Entries taken from a collection:
#####
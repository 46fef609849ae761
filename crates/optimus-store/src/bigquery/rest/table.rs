use std::sync::Arc;

use async_trait::async_trait;
use chrono::{DateTime, Utc};
use optimus_core::error::OptimusResult;
use optimus_core::models::resource::Resource;
use serde::Deserialize;
use serde_json::{Value, json};
use tracing::debug;

use super::{Api, decode, description, exists_at, table_path, table_reference};
use crate::bigquery::error::BigQueryError;
use crate::bigquery::handle::{CopyJob, ResourceHandle, TableCopier, TableResourceHandle};
use crate::bigquery::naming::TableName;
use crate::bigquery::spec::{self, Field, Partition, Table};

const JOB_DONE: &str = "DONE";

pub(crate) fn schema_fields(schema: &[Field]) -> Vec<Value> {
    schema
        .iter()
        .map(|field| {
            let mut out = json!({
                "name": field.name,
                "type": field.field_type.to_uppercase(),
            });
            if let Some(mode) = &field.mode {
                out["mode"] = json!(mode.to_uppercase());
            }
            if let Some(description) = &field.description {
                out["description"] = json!(description);
            }
            if !field.schema.is_empty() {
                out["fields"] = json!(schema_fields(&field.schema));
            }
            out
        })
        .collect()
}

/// Partitioning part of a table body. Range partitioning cannot change
/// after creation, so it is only sent on create.
fn apply_partition(body: &mut Value, partition: &Partition, creating: bool) -> OptimusResult<()> {
    if partition.is_range() {
        if let (true, Some(range)) = (creating, &partition.range) {
            body["rangePartitioning"] = json!({
                "field": partition.field,
                "range": {
                    "start": range.start.to_string(),
                    "end": range.end.to_string(),
                    "interval": range.interval.to_string(),
                },
            });
        }
        return Ok(());
    }

    let mut time = json!({ "type": partition.kind().to_uppercase() });
    if let Some(field) = &partition.field {
        time["field"] = json!(field);
    }
    if let Some(hours) = partition.expiration {
        let millis = spec::expiration_millis("partition expiration", hours)?;
        time["expirationMs"] = json!(millis.to_string());
    }
    body["timePartitioning"] = time;
    Ok(())
}

pub(crate) struct RestTable {
    api: Arc<Api>,
    name: TableName,
}

impl RestTable {
    pub(crate) fn new(api: Arc<Api>, name: TableName) -> Self {
        Self { api, name }
    }

    fn body(&self, res: &Resource, creating: bool) -> OptimusResult<Value> {
        let table: Table = spec::decode(res.full_name(), res.spec())?;

        let mut body = json!({
            "tableReference": table_reference(&self.name),
            "description": description(&table.description, &res.metadata().description),
            "labels": res.metadata().labels,
            "schema": { "fields": schema_fields(&table.schema) },
        });
        if let Some(partition) = &table.partition {
            apply_partition(&mut body, partition, creating)?;
        }
        if let Some(cluster) = &table.cluster {
            body["clustering"] = json!({ "fields": cluster.using });
        }
        if let Some(expire_at) = table.expiration_time {
            body["expirationTime"] = json!(expire_at.timestamp_millis().to_string());
        }
        Ok(body)
    }
}

#[async_trait]
impl ResourceHandle for RestTable {
    async fn create(&self, res: &Resource) -> OptimusResult<()> {
        let body = self.body(res, true)?;
        let path = format!(
            "projects/{}/datasets/{}/tables",
            self.name.dataset.project, self.name.dataset.name
        );
        self.api.post(&path, &body).await?;
        Ok(())
    }

    async fn update(&self, res: &Resource) -> OptimusResult<()> {
        let body = self.body(res, false)?;
        self.api.patch(&table_path(&self.name), &body).await?;
        Ok(())
    }

    async fn exists(&self) -> bool {
        exists_at(&self.api, &table_path(&self.name)).await
    }
}

#[async_trait]
impl TableResourceHandle for RestTable {
    fn table_name(&self) -> &TableName {
        &self.name
    }

    fn copier_from(&self, source: &dyn TableResourceHandle) -> Box<dyn TableCopier> {
        Box::new(RestCopier {
            api: self.api.clone(),
            source: source.table_name().clone(),
            destination: self.name.clone(),
        })
    }

    async fn update_expiry(&self, name: &str, expire_at: DateTime<Utc>) -> OptimusResult<()> {
        let target = TableName::new(self.name.dataset.clone(), name);
        let body = json!({ "expirationTime": expire_at.timestamp_millis().to_string() });
        self.api.patch(&table_path(&target), &body).await?;
        Ok(())
    }
}

#[derive(Debug, Deserialize)]
#[serde(rename_all = "camelCase")]
struct JobReference {
    project_id: String,
    job_id: String,
    #[serde(default)]
    location: Option<String>,
}

#[derive(Debug, Default, Deserialize)]
#[serde(rename_all = "camelCase")]
struct ErrorProto {
    #[serde(default)]
    reason: String,
    #[serde(default)]
    message: String,
}

#[derive(Debug, Default, Deserialize)]
#[serde(rename_all = "camelCase")]
struct JobStatus {
    #[serde(default)]
    state: String,
    #[serde(default)]
    error_result: Option<ErrorProto>,
}

#[derive(Debug, Deserialize)]
#[serde(rename_all = "camelCase")]
struct Job {
    job_reference: JobReference,
    #[serde(default)]
    status: JobStatus,
}

struct RestCopier {
    api: Arc<Api>,
    source: TableName,
    destination: TableName,
}

#[async_trait]
impl TableCopier for RestCopier {
    async fn run(&self) -> OptimusResult<Box<dyn CopyJob>> {
        let body = json!({
            "configuration": {
                "copy": {
                    "sourceTable": table_reference(&self.source),
                    "destinationTable": table_reference(&self.destination),
                    "createDisposition": "CREATE_IF_NEEDED",
                    "writeDisposition": "WRITE_TRUNCATE",
                },
            },
        });
        let path = format!("projects/{}/jobs", self.destination.dataset.project);
        let job: Job = decode(self.api.post(&path, &body).await?)?;
        debug!(
            job_id = %job.job_reference.job_id,
            source = %self.source,
            destination = %self.destination,
            "copy job started"
        );

        Ok(Box::new(RestCopyJob {
            api: self.api.clone(),
            reference: job.job_reference,
        }))
    }
}

struct RestCopyJob {
    api: Arc<Api>,
    reference: JobReference,
}

impl RestCopyJob {
    fn path(&self) -> String {
        let mut path = format!(
            "projects/{}/jobs/{}",
            self.reference.project_id, self.reference.job_id
        );
        if let Some(location) = &self.reference.location {
            path.push_str("?location=");
            path.push_str(location);
        }
        path
    }
}

#[async_trait]
impl CopyJob for RestCopyJob {
    async fn wait(&self) -> OptimusResult<()> {
        let path = self.path();
        loop {
            let job: Job = decode(self.api.get(&path).await?)?;
            if job.status.state == JOB_DONE {
                return match job.status.error_result {
                    Some(err) => Err(BigQueryError::Job {
                        job_id: self.reference.job_id.clone(),
                        message: format!("{}: {}", err.reason, err.message),
                    }
                    .into()),
                    None => Ok(()),
                };
            }
            tokio::time::sleep(self.api.poll_interval()).await;
        }
    }
}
#####
Task:
From the first line to the last, retype the records exactly.

Output below:
repository 46fef609849ae761
filename crates/optimus-store/src/bigquery/rest/table.rs
use std::sync::Arc;

use async_trait::async_trait;
use chrono::{DateTime, Utc};
use optimus_core::error::OptimusResult;
use optimus_core::models::resource::Resource;
use serde::Deserialize;
use serde_json::{Value, json};
use tracing::debug;

use super::{Api, decode, description, exists_at, table_path, table_reference};
use crate::bigquery::error::BigQueryError;
use crate::bigquery::handle::{CopyJob, ResourceHandle, TableCopier, TableResourceHandle};
use crate::bigquery::naming::TableName;
use crate::bigquery::spec::{self, Field, Partition, Table};

const JOB_DONE: &str = "DONE";

pub(crate) fn schema_fields(schema: &[Field]) -> Vec<Value> {
    schema
        .iter()
        .map(|field| {
            let mut out = json!({
                "name": field.name,
                "type": field.field_type.to_uppercase(),
            });
            if let Some(mode) = &field.mode {
                out["mode"] = json!(mode.to_uppercase());
            }
            if let Some(description) = &field.description {
                out["description"] = json!(description);
            }
            if !field.schema.is_empty() {
                out["fields"] = json!(schema_fields(&field.schema));
            }
            out
        })
        .collect()
}

/// Partitioning part of a table body. Range partitioning cannot change
/// after creation, so it is only sent on create.
fn apply_partition(body: &mut Value, partition: &Partition, creating: bool) -> OptimusResult<()> {
    if partition.is_range() {
        if let (true, Some(range)) = (creating, &partition.range) {
            body["rangePartitioning"] = json!({
                "field": partition.field,
                "range": {
                    "start": range.start.to_string(),
                    "end": range.end.to_string(),
                    "interval": range.interval.to_string(),
                },
            });
        }
        return Ok(());
    }

    let mut time = json!({ "type": partition.kind().to_uppercase() });
    if let Some(field) = &partition.field {
        time["field"] = json!(field);
    }
    if let Some(hours) = partition.expiration {
        let millis = spec::expiration_millis("partition expiration", hours)?;
        time["expirationMs"] = json!(millis.to_string());
    }
    body["timePartitioning"] = time;
    Ok(())
}

pub(crate) struct RestTable {
    api: Arc<Api>,
    name: TableName,
}

impl RestTable {
    pub(crate) fn new(api: Arc<Api>, name: TableName) -> Self {
        Self { api, name }
    }

    fn body(&self, res: &Resource, creating: bool) -> OptimusResult<Value> {
        let table: Table = spec::decode(res.full_name(), res.spec())?;

        let mut body = json!({
            "tableReference": table_reference(&self.name),
            "description": description(&table.description, &res.metadata().description),
            "labels": res.metadata().labels,
            "schema": { "fields": schema_fields(&table.schema) },
        });
        if let Some(partition) = &table.partition {
            apply_partition(&mut body, partition, creating)?;
        }
        if let Some(cluster) = &table.cluster {
            body["clustering"] = json!({ "fields": cluster.using });
        }
        if let Some(expire_at) = table.expiration_time {
            body["expirationTime"] = json!(expire_at.timestamp_millis().to_string());
        }
        Ok(body)
    }
}

#[async_trait]
impl ResourceHandle for RestTable {
    async fn create(&self, res: &Resource) -> OptimusResult<()> {
        let body = self.body(res, true)?;
        let path = format!(
            "projects/{}/datasets/{}/tables",
            self.name.dataset.project, self.name.dataset.name
        );
        self.api.post(&path, &body).await?;
        Ok(())
    }

    async fn update(&self, res: &Resource) -> OptimusResult<()> {
        let body = self.body(res, false)?;
        self.api.patch(&table_path(&self.name), &body).await?;
        Ok(())
    }

    async fn exists(&self) -> bool {
        exists_at(&self.api, &table_path(&self.name)).await
    }
}

#[async_trait]
impl TableResourceHandle for RestTable {
    fn table_name(&self) -> &TableName {
        &self.name
    }

    fn copier_from(&self, source: &dyn TableResourceHandle) -> Box<dyn TableCopier> {
        Box::new(RestCopier {
            api: self.api.clone(),
            source: source.table_name().clone(),
            destination: self.name.clone(),
        })
    }

    async fn update_expiry(&self, name: &str, expire_at: DateTime<Utc>) -> OptimusResult<()> {
        let target = TableName::new(self.name.dataset.clone(), name);
        let body = json!({ "expirationTime": expire_at.timestamp_millis().to_string() });
        self.api.patch(&table_path(&target), &body).await?;
        Ok(())
    }
}

#[derive(Debug, Deserialize)]
#[serde(rename_all = "camelCase")]
struct JobReference {
    project_id: String,
    job_id: String,
    #[serde(default)]
    location: Option<String>,
}

#[derive(Debug, Default, Deserialize)]
#[serde(rename_all = "camelCase")]
struct ErrorProto {
    #[serde(default)]
    reason: String,
    #[serde(default)]
    message: String,
}

#[derive(Debug, Default, Deserialize)]
#[serde(rename_all = "camelCase")]
struct JobStatus {
    #[serde(default)]
    state: String,
    #[serde(default)]
    error_result: Option<ErrorProto>,
}

#[derive(Debug, Deserialize)]
#[serde(rename_all = "camelCase")]
struct Job {
    job_reference: JobReference,
    #[serde(default)]
    status: JobStatus,
}

struct RestCopier {
    api: Arc<Api>,
    source: TableName,
    destination: TableName,
}

#[async_trait]
impl TableCopier for RestCopier {
    async fn run(&self) -> OptimusResult<Box<dyn CopyJob>> {
        let body = json!({
            "configuration": {
                "copy": {
                    "sourceTable": table_reference(&self.source),
                    "destinationTable": table_reference(&self.destination),
                    "createDisposition": "CREATE_IF_NEEDED",
                    "writeDisposition": "WRITE_TRUNCATE",
                },
            },
        });
        let path = format!("projects/{}/jobs", self.destination.dataset.project);
        let job: Job = decode(self.api.post(&path, &body).await?)?;
        debug!(
            job_id = %job.job_reference.job_id,
            source = %self.source,
            destination = %self.destination,
            "copy job started"
        );

        Ok(Box::new(RestCopyJob {
            api: self.api.clone(),
            reference: job.job_reference,
        }))
    }
}

struct RestCopyJob {
    api: Arc<Api>,
    reference: JobReference,
}

impl RestCopyJob {
    fn path(&self) -> String {
        let mut path = format!(
            "projects/{}/jobs/{}",
            self.reference.project_id, self.reference.job_id
        );
        if let Some(location) = &self.reference.location {
            path.push_str("?location=");
            path.push_str(location);
        }
        path
    }
}

#[async_trait]
impl CopyJob for RestCopyJob {
    async fn wait(&self) -> OptimusResult<()> {
        let path = self.path();
        loop {
            let job: Job = decode(self.api.get(&path).await?)?;
            if job.status.state == JOB_DONE {
                return match job.status.error_result {
                    Some(err) => Err(BigQueryError::Job {
                        job_id: self.reference.job_id.clone(),
                        message: format!("{}: {}", err.reason, err.message),
                    }
                    .into()),
                    None => Ok(()),
                };
            }
            tokio::time::sleep(self.api.poll_interval()).await;
        }
    }
}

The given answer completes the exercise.